Check each line of the records below and collect those holding "struct".

-- Exercise inputs follows --

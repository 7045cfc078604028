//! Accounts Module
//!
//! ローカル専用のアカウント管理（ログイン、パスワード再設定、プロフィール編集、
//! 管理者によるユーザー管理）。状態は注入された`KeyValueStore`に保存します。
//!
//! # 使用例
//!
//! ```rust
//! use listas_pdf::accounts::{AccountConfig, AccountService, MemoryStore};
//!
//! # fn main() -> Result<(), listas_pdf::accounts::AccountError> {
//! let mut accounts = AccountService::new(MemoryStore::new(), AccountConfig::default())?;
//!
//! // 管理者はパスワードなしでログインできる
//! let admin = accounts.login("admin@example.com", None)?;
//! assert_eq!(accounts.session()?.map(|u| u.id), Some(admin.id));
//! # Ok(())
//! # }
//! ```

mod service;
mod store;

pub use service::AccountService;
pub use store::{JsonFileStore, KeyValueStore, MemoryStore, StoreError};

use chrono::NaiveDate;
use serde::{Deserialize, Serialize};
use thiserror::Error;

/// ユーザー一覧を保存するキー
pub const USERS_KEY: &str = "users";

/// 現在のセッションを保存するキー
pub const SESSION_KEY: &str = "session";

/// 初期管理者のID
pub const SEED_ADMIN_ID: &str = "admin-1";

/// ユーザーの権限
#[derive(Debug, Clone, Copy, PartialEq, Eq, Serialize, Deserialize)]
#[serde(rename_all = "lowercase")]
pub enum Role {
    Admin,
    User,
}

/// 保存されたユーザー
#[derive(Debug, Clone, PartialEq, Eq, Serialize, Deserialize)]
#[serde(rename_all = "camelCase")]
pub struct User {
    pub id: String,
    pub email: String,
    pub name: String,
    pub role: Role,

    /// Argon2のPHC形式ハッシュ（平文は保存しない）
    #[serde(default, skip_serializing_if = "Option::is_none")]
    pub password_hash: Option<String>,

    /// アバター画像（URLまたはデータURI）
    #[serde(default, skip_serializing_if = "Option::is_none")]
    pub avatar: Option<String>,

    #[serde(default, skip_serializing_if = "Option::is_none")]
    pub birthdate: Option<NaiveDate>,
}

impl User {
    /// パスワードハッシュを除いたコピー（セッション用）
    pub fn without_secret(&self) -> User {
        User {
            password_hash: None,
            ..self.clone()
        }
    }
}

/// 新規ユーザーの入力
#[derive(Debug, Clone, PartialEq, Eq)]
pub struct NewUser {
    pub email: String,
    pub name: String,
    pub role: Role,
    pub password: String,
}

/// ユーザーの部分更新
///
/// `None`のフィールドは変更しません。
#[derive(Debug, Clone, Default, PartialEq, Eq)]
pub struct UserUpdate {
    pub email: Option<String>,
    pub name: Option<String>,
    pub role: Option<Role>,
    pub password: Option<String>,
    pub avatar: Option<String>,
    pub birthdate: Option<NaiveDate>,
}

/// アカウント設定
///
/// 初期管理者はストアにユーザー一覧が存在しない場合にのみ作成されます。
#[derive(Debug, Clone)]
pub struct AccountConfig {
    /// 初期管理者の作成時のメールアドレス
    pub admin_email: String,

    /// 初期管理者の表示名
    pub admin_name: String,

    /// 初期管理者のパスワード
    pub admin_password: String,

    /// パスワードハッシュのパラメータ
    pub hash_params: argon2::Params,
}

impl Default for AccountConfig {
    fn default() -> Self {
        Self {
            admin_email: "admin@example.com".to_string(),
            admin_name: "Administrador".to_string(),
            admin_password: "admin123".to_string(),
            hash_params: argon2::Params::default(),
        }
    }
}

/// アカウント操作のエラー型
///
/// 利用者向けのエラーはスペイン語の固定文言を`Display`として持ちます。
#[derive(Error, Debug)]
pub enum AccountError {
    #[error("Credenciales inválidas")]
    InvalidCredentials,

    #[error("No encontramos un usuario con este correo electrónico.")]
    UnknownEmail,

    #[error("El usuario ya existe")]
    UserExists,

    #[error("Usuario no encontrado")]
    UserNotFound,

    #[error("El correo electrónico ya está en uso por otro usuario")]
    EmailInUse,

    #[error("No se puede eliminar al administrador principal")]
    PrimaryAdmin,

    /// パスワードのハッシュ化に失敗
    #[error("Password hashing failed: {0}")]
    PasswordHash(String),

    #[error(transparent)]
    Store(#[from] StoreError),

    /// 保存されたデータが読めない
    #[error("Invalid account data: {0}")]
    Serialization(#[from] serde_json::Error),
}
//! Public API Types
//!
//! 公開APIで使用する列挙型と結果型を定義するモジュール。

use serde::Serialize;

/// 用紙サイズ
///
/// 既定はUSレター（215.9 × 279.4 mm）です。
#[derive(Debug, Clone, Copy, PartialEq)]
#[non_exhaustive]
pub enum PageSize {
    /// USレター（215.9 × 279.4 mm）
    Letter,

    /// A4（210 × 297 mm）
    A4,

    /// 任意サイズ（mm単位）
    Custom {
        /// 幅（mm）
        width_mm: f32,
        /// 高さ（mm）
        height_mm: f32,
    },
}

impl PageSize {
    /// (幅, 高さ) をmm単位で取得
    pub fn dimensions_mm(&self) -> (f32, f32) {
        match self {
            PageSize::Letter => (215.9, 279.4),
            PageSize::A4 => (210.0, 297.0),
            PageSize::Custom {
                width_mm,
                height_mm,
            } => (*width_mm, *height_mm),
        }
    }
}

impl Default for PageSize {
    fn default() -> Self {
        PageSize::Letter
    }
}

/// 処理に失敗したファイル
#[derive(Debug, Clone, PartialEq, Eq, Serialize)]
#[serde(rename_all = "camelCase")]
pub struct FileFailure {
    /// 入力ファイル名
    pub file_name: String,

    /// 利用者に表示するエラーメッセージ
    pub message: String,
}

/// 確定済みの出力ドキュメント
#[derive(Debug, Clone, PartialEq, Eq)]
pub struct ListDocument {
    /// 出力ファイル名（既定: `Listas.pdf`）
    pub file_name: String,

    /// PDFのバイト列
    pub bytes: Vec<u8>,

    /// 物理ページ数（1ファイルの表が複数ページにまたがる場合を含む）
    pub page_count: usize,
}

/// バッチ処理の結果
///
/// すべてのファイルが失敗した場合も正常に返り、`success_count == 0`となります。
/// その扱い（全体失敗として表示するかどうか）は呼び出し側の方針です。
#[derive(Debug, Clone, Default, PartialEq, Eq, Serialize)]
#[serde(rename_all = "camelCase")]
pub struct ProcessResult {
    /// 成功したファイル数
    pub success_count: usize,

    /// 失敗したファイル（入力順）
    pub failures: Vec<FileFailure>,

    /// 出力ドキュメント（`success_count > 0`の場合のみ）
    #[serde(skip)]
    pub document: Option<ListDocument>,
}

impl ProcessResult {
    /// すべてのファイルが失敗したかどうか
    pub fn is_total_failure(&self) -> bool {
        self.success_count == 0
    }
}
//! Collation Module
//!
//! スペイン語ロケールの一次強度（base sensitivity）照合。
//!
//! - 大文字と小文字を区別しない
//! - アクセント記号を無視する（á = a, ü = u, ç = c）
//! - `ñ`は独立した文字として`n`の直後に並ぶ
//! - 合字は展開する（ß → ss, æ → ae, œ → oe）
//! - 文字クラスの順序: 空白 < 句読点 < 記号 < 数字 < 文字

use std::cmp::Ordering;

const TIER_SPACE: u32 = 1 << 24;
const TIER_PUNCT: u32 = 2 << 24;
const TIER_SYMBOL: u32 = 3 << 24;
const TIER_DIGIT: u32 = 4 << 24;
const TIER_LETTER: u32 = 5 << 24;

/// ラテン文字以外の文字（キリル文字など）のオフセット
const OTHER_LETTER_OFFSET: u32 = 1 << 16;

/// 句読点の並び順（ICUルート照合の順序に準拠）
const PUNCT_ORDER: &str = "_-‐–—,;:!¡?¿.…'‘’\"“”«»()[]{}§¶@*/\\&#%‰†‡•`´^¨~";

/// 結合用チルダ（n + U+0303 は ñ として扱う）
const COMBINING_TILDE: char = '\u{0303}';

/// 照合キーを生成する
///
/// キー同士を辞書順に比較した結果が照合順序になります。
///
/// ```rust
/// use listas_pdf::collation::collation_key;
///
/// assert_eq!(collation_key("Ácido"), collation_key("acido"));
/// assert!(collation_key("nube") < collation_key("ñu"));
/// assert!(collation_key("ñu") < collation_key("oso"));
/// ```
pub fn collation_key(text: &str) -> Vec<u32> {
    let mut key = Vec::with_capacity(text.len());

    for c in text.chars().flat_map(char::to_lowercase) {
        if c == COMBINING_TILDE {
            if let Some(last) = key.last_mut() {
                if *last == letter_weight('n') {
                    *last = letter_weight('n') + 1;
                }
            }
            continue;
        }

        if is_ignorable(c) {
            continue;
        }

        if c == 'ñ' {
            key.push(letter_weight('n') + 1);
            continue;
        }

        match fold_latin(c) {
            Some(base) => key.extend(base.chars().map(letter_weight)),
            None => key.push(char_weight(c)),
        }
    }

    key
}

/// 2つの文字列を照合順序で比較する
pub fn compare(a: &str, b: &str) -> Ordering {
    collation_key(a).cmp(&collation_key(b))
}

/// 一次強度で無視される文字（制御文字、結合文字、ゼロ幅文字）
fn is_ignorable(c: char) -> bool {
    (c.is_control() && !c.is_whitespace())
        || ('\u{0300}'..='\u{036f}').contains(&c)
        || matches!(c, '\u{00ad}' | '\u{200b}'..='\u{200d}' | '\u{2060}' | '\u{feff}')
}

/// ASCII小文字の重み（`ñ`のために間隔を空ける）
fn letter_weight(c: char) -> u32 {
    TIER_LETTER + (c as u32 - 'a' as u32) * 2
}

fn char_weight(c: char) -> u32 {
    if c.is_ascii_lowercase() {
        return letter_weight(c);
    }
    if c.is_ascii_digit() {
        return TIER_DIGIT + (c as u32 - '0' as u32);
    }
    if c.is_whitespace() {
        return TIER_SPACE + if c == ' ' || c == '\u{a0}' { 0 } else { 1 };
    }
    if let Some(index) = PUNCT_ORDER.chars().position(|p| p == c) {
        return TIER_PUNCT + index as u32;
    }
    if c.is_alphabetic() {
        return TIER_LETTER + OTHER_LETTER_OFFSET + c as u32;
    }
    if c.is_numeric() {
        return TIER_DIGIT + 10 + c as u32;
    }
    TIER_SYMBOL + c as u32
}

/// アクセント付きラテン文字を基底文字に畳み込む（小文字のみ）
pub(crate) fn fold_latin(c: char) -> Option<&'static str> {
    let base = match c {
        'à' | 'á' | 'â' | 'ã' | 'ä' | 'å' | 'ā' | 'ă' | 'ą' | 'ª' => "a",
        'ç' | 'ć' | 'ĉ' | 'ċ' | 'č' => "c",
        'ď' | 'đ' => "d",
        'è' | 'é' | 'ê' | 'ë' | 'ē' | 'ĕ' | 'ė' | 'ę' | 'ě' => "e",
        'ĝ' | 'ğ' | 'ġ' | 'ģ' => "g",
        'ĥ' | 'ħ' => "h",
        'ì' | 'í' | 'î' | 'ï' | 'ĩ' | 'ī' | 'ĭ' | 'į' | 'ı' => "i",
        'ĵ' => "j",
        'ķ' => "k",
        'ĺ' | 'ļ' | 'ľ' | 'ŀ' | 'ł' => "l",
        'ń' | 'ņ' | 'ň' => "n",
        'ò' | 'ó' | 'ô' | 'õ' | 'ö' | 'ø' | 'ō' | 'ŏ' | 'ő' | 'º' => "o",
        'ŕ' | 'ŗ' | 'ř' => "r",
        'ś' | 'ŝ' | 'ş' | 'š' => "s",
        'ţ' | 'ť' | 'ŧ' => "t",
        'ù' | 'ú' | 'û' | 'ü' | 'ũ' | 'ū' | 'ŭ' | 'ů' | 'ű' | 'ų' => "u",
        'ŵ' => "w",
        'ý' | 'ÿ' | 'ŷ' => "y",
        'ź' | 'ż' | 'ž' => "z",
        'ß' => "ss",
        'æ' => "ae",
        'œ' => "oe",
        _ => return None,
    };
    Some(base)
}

-- Exercise inputs concluded --

:: Task answer ::
pub struct User {
pub struct NewUser {
pub struct UserUpdate {
pub struct AccountConfig {
pub struct FileFailure {
pub struct ListDocument {
pub struct ProcessResult {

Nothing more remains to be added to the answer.